Den Abend verbringen wir mit Reiseführern, TripAdvisor und einer großen Landkarte. Das erste Mal auf unserer Reise fühlen wir uns irgendwie überfordert in Sachen Reiseplanung. In den Ländern zuvor war irgendwie klar, was wir sehen wollen, wo unsere Stopps liegen und wie unsere Route ungefähr aussehen soll. Beim studieren der Busfahrpläne und -routen für Costa Rica wird schnell klar: das Land ist wohl einfacher mit einem Mietwagen zu erkunden, wenn man nicht tagelang mit vielen Umwegen in Bussen sitzen will. Die Preise sind insgesamt saftig und ein Mietwagen nicht drin, wenn wir keine riesen Kerbe in unserem Budget hinterlassen wollen.

Bis zum nächsten Morgen wissen wir immer noch nicht so ganz genau, welchen Bus in welche Richtung wir nehmen sollen. Kurzentschlossen entscheiden wir uns auf dem Weg zum Busbahnhof für Monteverde. Der erste Bus bringt uns im wahrsten Sinne des Wortes in die Pampas – es gibt hier wirklich einen Ort der Las Pampas heißt und gefühlt auch noch in der Pampa ist.

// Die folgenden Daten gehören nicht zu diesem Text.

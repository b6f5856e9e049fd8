use std::io;
use std::path::{Path, PathBuf};
use log::LevelFilter;
use thiserror::Error;
use crate::cli::Arguments;
use crate::cli::args::QualityMetric;

// File naming
pub const FASTQ_EXT: &str = ".fastq";
pub const GZIP_EXT: &str = ".gz";
pub const HISTOGRAM_EXT: &str = ".txt";
pub const FILTERED_TAG: &str = "filtered";
pub const HISTOGRAM_DIR: &str = "histograms";
pub const READ_LENGTH_LABEL: &str = "Read Length";
pub const QUALITY_SCORE_LABEL: &str = "Quality Score";
pub const SUMMARY_FILE: &str = "read_summary_statistics.txt";
pub const SUMMARY_HEADER: &str =
    "Sample\tHistogram File\tTotal Counts\tMean Count\tMedian Count\tRange of Edges\tWeighted Mean";

// Static Parameters
pub const PHRED_OFFSET: u8 = 33;
pub const DEFAULT_MIN_LENGTH: usize = 500;
pub const DEFAULT_MIN_MEAN_QUALITY: f64 = 12.0;
pub const LENGTH_BIN_WIDTH: u64 = 1;
pub const QUALITY_BIN_WIDTH: u64 = 1;
pub const PEAK_DISTANCE_DIVISOR: f64 = 20.0;
pub const DEFAULT_NEST_PREFIX: &str = "SQK-RBK114-96_";


#[derive(Debug, Error)]
pub enum PipelineError {
    #[error("Truncated record at line {line}: expected 4 lines, found {lines_read}")]
    MalformedRecord { line: usize, lines_read: usize },

    #[error("No observations to build a {0} histogram from")]
    EmptySample(String),

    #[error("No peak found in a histogram of {bins} bins")]
    NoPeakFound { bins: usize },

    #[error("Filesystem error at {path}: {source}")]
    Filesystem {
        path: PathBuf,
        #[source]
        source: io::Error,
    },

    #[error("I/O error: {0}")]
    Io(#[from] io::Error),

    #[error("Invalid histogram report {path} at line {line}: {msg}")]
    InvalidHistogramReport { path: PathBuf, line: usize, msg: String },

    #[error("Invalid configuration: {0}")]
    InvalidConfig(String),

    #[error("Plotting failed: {0}")]
    Plot(String),
}

impl PipelineError {
    /// Wraps an io::Error with the path it happened on.
    /// Usage: `File::create(&path).map_err(PipelineError::filesystem(&path))?`
    pub fn filesystem(path: &Path) -> impl FnOnce(io::Error) -> PipelineError + use<> {
        let path = path.to_path_buf();
        move |source| PipelineError::Filesystem { path, source }
    }
}


/// Thresholds and switches for filtering a single sequence file.
#[derive(Debug, Clone, PartialEq)]
pub struct FilterConfig {
    pub min_length: usize,
    pub min_mean_quality: f64,
    pub quality_metric: QualityMetric,
    pub render_visuals: bool,
}

impl Default for FilterConfig {
    fn default() -> Self {
        FilterConfig {
            min_length: DEFAULT_MIN_LENGTH,
            min_mean_quality: DEFAULT_MIN_MEAN_QUALITY,
            quality_metric: QualityMetric::Mean,
            render_visuals: true,
        }
    }
}


/// Everything the batch driver needs to walk, filter, compress and summarize a tree.
#[derive(Debug, Clone)]
pub struct BatchConfig {
    pub input_dir: PathBuf,
    pub output_dir: Option<PathBuf>,
    pub output_directory_name: Option<String>,
    pub filter: FilterConfig,
    pub compress: bool,
    pub keep_uncompressed: bool,
    pub summarize: bool,
    pub fail_fast: bool,
}

impl BatchConfig {
    pub fn new(input_dir: impl Into<PathBuf>) -> Self {
        BatchConfig {
            input_dir: input_dir.into(),
            output_dir: None,
            output_directory_name: None,
            filter: FilterConfig::default(),
            compress: true,
            keep_uncompressed: false,
            summarize: true,
            fail_fast: false,
        }
    }

    /// Builds a batch configuration from parsed arguments.
    /// Relative paths are resolved against `cwd`.
    ///
    /// # Arguments
    /// * `args` - The parsed command-line arguments.
    /// * `cwd` - The current working directory.
    ///
    /// # Returns
    /// BatchConfig or InvalidConfig if the input directory is missing or thresholds are nonsense.
    pub fn from_args(args: &Arguments, cwd: &Path) -> Result<Self, PipelineError> {
        let input_dir = match &args.input_dir {
            Some(dir) => absolutize(PathBuf::from(dir), cwd),
            None => return Err(PipelineError::InvalidConfig("Input directory required (-i)".to_string())),
        };
        if !args.min_mean_quality.is_finite() || args.min_mean_quality < 0.0 {
            return Err(PipelineError::InvalidConfig(format!(
                "Minimum mean quality must be a non-negative number, got {}",
                args.min_mean_quality
            )));
        }

        // A bare name is a sibling of the input root; anything with a path component is an explicit location.
        let (output_dir, output_directory_name) = match &args.out {
            Some(out) => {
                let out_path = PathBuf::from(out);
                if out_path.components().count() > 1 || out_path.is_absolute() {
                    (Some(absolutize(out_path, cwd)), None)
                } else {
                    (None, Some(out.clone()))
                }
            }
            None => (None, None),
        };

        Ok(BatchConfig {
            input_dir,
            output_dir,
            output_directory_name,
            filter: FilterConfig {
                min_length: args.min_length,
                min_mean_quality: args.min_mean_quality,
                quality_metric: args.quality_metric.clone(),
                render_visuals: !args.no_plots,
            },
            compress: !args.no_compress,
            keep_uncompressed: args.keep_uncompressed,
            summarize: !args.no_summary,
            fail_fast: args.fail_fast,
        })
    }

    /// Output root: explicit directory, else a sibling of the input root named
    /// `output_directory_name`, else `<input name>_filtered`.
    pub fn output_root(&self) -> PathBuf {
        if let Some(dir) = &self.output_dir {
            return dir.clone();
        }
        let name = match &self.output_directory_name {
            Some(name) => name.clone(),
            None => {
                let base = self
                    .input_dir
                    .file_name()
                    .map(|n| n.to_string_lossy().into_owned())
                    .unwrap_or_else(|| "input".to_string());
                format!("{}_{}", base, FILTERED_TAG)
            }
        };
        match self.input_dir.parent() {
            Some(parent) => parent.join(name),
            None => PathBuf::from(name),
        }
    }
}


pub struct RunConfig {
    pub cwd: PathBuf,
    pub args: Arguments,
    pub log_level: LevelFilter,
}


fn absolutize(path: PathBuf, cwd: &Path) -> PathBuf {
    if path.is_absolute() {
        path
    } else {
        cwd.join(path)
    }
}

Als mein Handy fragt „möchtest du dich mit dem freien WiFi „Las Pampas“ verbinden?“, muss ich doch echt mal lachen. Ein paar Kilometer weiter stehen wir Mal wieder an einer großen Kreuzung und warten auf den Anschlussbus. Wir warten. Und warten. Und warten. Der Versuch zu Hitchhiken läuft leider auch nicht wirklich. Immerhin haben wir gute Unterhaltung – wir warten nicht alleine auf den Bus, der knapp 3 Stunden später doch noch kommt. Die Straße nach Monteverde ist eine der ruckeligsten, die wir bisher gefahren sind. Tiefe Schlaglöcher, Staub und teilweise so steile Stücke, dass wir das Gefühl haben, der Bus bleibt jeden Moment stehen bleiben und wir aussteigen und von hinten anschieben. Die Fahrt dauert ungefähr 2,5 Stunden für eine Strecke von 38 Kilometern…sagt alles, oder? Die Landschaft um die Strecke macht teilweise Gänsehaut, ist so schön und beeindruckend, dass wir uns nicht entscheiden können, ob wir besser links oder rechts aus dem Fenster schauen.

Dieser Beitrag hat einen Kommentar

  1. Hallo Ihr Beiden,
    ich lese mit Begeisterung Eure Berichte und freue mich mit Euch über die Erlebnisse, die Ihr hier mit uns Daheimgebliebenen teilt.
    Viel Spaß und weiterhin Gesundheit für die nächsten Etappen.